- How to complete this task -
Transcribe the records in their entirety, exactly as given.

- Data for review -
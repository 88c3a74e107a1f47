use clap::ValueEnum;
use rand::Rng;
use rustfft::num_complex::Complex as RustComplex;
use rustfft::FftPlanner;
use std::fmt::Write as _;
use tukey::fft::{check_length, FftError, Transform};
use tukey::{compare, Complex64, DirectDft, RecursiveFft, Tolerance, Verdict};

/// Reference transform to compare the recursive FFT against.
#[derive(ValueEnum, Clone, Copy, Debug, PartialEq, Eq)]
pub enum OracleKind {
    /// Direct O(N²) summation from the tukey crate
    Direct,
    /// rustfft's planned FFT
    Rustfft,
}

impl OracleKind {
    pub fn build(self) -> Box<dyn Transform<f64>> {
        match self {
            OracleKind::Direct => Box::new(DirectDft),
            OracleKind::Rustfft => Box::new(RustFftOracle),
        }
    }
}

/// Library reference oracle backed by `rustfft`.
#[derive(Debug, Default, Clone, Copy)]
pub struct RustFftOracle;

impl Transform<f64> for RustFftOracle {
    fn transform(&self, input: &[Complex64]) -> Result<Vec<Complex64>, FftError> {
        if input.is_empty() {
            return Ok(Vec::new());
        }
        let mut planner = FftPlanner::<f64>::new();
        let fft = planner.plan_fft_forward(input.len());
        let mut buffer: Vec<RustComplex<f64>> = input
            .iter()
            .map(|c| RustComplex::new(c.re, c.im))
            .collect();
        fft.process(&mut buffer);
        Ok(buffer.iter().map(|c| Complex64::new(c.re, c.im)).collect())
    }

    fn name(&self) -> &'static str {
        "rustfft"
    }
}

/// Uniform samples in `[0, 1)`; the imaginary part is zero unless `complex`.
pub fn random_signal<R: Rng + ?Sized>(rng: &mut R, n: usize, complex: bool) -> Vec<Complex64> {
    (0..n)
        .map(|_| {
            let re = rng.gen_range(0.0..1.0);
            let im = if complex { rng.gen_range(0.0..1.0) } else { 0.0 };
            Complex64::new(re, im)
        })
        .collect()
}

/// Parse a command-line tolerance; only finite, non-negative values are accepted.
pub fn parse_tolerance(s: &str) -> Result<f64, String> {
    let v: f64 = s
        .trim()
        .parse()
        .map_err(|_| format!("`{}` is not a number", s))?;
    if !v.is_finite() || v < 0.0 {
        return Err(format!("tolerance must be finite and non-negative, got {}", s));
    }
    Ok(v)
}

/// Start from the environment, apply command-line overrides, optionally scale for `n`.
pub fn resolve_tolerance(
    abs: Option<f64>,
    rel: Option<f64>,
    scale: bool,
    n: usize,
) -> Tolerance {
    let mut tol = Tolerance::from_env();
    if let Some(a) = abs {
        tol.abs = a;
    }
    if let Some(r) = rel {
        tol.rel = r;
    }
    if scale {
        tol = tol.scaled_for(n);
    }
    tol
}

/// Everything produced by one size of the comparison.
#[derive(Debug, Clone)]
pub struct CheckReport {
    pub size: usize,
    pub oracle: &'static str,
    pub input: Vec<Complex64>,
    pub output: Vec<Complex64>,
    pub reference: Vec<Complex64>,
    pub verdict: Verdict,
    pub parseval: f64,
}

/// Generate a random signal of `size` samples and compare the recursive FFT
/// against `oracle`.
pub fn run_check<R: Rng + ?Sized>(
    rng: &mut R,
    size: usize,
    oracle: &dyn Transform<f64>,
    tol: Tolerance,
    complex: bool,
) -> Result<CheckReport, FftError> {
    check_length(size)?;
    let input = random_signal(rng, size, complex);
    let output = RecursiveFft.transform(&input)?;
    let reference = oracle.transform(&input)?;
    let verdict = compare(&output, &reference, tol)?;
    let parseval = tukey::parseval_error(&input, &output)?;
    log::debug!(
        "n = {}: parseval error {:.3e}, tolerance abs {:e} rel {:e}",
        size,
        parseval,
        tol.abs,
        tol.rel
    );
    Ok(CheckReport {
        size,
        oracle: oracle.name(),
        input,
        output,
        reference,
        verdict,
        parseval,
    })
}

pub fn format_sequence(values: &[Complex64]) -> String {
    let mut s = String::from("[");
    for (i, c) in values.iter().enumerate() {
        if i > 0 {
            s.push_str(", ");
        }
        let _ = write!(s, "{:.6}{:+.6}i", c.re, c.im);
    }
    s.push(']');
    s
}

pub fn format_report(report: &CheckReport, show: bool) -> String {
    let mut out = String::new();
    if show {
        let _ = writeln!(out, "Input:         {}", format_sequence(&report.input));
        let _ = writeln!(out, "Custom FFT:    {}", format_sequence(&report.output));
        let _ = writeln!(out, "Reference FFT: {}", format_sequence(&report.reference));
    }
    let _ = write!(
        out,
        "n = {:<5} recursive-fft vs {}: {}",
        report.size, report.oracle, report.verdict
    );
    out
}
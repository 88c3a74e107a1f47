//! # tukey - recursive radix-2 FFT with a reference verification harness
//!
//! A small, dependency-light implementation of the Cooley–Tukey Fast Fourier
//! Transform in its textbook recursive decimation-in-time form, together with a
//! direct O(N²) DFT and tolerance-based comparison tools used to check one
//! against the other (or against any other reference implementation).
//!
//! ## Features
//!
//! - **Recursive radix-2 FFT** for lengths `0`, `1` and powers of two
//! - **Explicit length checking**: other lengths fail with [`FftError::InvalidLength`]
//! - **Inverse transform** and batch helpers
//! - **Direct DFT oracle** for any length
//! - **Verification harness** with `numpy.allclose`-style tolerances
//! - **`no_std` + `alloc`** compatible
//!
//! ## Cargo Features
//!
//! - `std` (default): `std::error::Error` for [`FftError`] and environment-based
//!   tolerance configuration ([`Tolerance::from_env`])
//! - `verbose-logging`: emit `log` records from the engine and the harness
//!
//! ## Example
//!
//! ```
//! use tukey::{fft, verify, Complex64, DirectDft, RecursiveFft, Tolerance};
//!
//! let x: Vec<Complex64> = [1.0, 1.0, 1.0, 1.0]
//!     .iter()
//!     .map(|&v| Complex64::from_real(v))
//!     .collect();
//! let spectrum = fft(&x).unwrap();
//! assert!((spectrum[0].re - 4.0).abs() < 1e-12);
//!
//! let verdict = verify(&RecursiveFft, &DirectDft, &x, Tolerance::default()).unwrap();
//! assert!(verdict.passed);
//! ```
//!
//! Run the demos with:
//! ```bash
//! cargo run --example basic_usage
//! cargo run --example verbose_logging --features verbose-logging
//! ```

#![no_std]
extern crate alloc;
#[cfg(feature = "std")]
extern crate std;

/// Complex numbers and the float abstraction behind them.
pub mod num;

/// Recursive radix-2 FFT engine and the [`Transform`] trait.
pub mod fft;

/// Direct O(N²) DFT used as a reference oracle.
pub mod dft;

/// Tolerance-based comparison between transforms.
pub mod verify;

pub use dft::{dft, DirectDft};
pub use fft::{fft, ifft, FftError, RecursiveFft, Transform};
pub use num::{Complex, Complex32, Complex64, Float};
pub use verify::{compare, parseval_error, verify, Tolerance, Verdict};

- Result -
repository 88c3a74e107a1f47
use clap::ValueEnum;
use rand::Rng;
use rustfft::num_complex::Complex as RustComplex;
use rustfft::FftPlanner;
use std::fmt::Write as _;
use tukey::fft::{check_length, FftError, Transform};
use tukey::{compare, Complex64, DirectDft, RecursiveFft, Tolerance, Verdict};

/// Reference transform to compare the recursive FFT against.
#[derive(ValueEnum, Clone, Copy, Debug, PartialEq, Eq)]
pub enum OracleKind {
    /// Direct O(N²) summation from the tukey crate
    Direct,
    /// rustfft's planned FFT
    Rustfft,
}

impl OracleKind {
    pub fn build(self) -> Box<dyn Transform<f64>> {
        match self {
            OracleKind::Direct => Box::new(DirectDft),
            OracleKind::Rustfft => Box::new(RustFftOracle),
        }
    }
}

/// Library reference oracle backed by `rustfft`.
#[derive(Debug, Default, Clone, Copy)]
pub struct RustFftOracle;

impl Transform<f64> for RustFftOracle {
    fn transform(&self, input: &[Complex64]) -> Result<Vec<Complex64>, FftError> {
        if input.is_empty() {
            return Ok(Vec::new());
        }
        let mut planner = FftPlanner::<f64>::new();
        let fft = planner.plan_fft_forward(input.len());
        let mut buffer: Vec<RustComplex<f64>> = input
            .iter()
            .map(|c| RustComplex::new(c.re, c.im))
            .collect();
        fft.process(&mut buffer);
        Ok(buffer.iter().map(|c| Complex64::new(c.re, c.im)).collect())
    }

    fn name(&self) -> &'static str {
        "rustfft"
    }
}

/// Uniform samples in `[0, 1)`; the imaginary part is zero unless `complex`.
pub fn random_signal<R: Rng + ?Sized>(rng: &mut R, n: usize, complex: bool) -> Vec<Complex64> {
    (0..n)
        .map(|_| {
            let re = rng.gen_range(0.0..1.0);
            let im = if complex { rng.gen_range(0.0..1.0) } else { 0.0 };
            Complex64::new(re, im)
        })
        .collect()
}

/// Parse a command-line tolerance; only finite, non-negative values are accepted.
pub fn parse_tolerance(s: &str) -> Result<f64, String> {
    let v: f64 = s
        .trim()
        .parse()
        .map_err(|_| format!("`{}` is not a number", s))?;
    if !v.is_finite() || v < 0.0 {
        return Err(format!("tolerance must be finite and non-negative, got {}", s));
    }
    Ok(v)
}

/// Start from the environment, apply command-line overrides, optionally scale for `n`.
pub fn resolve_tolerance(
    abs: Option<f64>,
    rel: Option<f64>,
    scale: bool,
    n: usize,
) -> Tolerance {
    let mut tol = Tolerance::from_env();
    if let Some(a) = abs {
        tol.abs = a;
    }
    if let Some(r) = rel {
        tol.rel = r;
    }
    if scale {
        tol = tol.scaled_for(n);
    }
    tol
}

/// Everything produced by one size of the comparison.
#[derive(Debug, Clone)]
pub struct CheckReport {
    pub size: usize,
    pub oracle: &'static str,
    pub input: Vec<Complex64>,
    pub output: Vec<Complex64>,
    pub reference: Vec<Complex64>,
    pub verdict: Verdict,
    pub parseval: f64,
}

/// Generate a random signal of `size` samples and compare the recursive FFT
/// against `oracle`.
pub fn run_check<R: Rng + ?Sized>(
    rng: &mut R,
    size: usize,
    oracle: &dyn Transform<f64>,
    tol: Tolerance,
    complex: bool,
) -> Result<CheckReport, FftError> {
    check_length(size)?;
    let input = random_signal(rng, size, complex);
    let output = RecursiveFft.transform(&input)?;
    let reference = oracle.transform(&input)?;
    let verdict = compare(&output, &reference, tol)?;
    let parseval = tukey::parseval_error(&input, &output)?;
    log::debug!(
        "n = {}: parseval error {:.3e}, tolerance abs {:e} rel {:e}",
        size,
        parseval,
        tol.abs,
        tol.rel
    );
    Ok(CheckReport {
        size,
        oracle: oracle.name(),
        input,
        output,
        reference,
        verdict,
        parseval,
    })
}

pub fn format_sequence(values: &[Complex64]) -> String {
    let mut s = String::from("[");
    for (i, c) in values.iter().enumerate() {
        if i > 0 {
            s.push_str(", ");
        }
        let _ = write!(s, "{:.6}{:+.6}i", c.re, c.im);
    }
    s.push(']');
    s
}

pub fn format_report(report: &CheckReport, show: bool) -> String {
    let mut out = String::new();
    if show {
        let _ = writeln!(out, "Input:         {}", format_sequence(&report.input));
        let _ = writeln!(out, "Custom FFT:    {}", format_sequence(&report.output));
        let _ = writeln!(out, "Reference FFT: {}", format_sequence(&report.reference));
    }
    let _ = write!(
        out,
        "n = {:<5} recursive-fft vs {}: {}",
        report.size, report.oracle, report.verdict
    );
    out
}
repository 88c3a74e107a1f47
//! # tukey - recursive radix-2 FFT with a reference verification harness
//!
//! A small, dependency-light implementation of the Cooley–Tukey Fast Fourier
//! Transform in its textbook recursive decimation-in-time form, together with a
//! direct O(N²) DFT and tolerance-based comparison tools used to check one
//! against the other (or against any other reference implementation).
//!
//! ## Features
//!
//! - **Recursive radix-2 FFT** for lengths `0`, `1` and powers of two
//! - **Explicit length checking**: other lengths fail with [`FftError::InvalidLength`]
//! - **Inverse transform** and batch helpers
//! - **Direct DFT oracle** for any length
//! - **Verification harness** with `numpy.allclose`-style tolerances
//! - **`no_std` + `alloc`** compatible
//!
//! ## Cargo Features
//!
//! - `std` (default): `std::error::Error` for [`FftError`] and environment-based
//!   tolerance configuration ([`Tolerance::from_env`])
//! - `verbose-logging`: emit `log` records from the engine and the harness
//!
//! ## Example
//!
//! ```
//! use tukey::{fft, verify, Complex64, DirectDft, RecursiveFft, Tolerance};
//!
//! let x: Vec<Complex64> = [1.0, 1.0, 1.0, 1.0]
//!     .iter()
//!     .map(|&v| Complex64::from_real(v))
//!     .collect();
//! let spectrum = fft(&x).unwrap();
//! assert!((spectrum[0].re - 4.0).abs() < 1e-12);
//!
//! let verdict = verify(&RecursiveFft, &DirectDft, &x, Tolerance::default()).unwrap();
//! assert!(verdict.passed);
//! ```
//!
//! Run the demos with:
//! ```bash
//! cargo run --example basic_usage
//! cargo run --example verbose_logging --features verbose-logging
//! ```

#![no_std]
extern crate alloc;
#[cfg(feature = "std")]
extern crate std;

/// Complex numbers and the float abstraction behind them.
pub mod num;

/// Recursive radix-2 FFT engine and the [`Transform`] trait.
pub mod fft;

/// Direct O(N²) DFT used as a reference oracle.
pub mod dft;

/// Tolerance-based comparison between transforms.
pub mod verify;

pub use dft::{dft, DirectDft};
pub use fft::{fft, ifft, FftError, RecursiveFft, Transform};
pub use num::{Complex, Complex32, Complex64, Float};
pub use verify::{compare, parseval_error, verify, Tolerance, Verdict};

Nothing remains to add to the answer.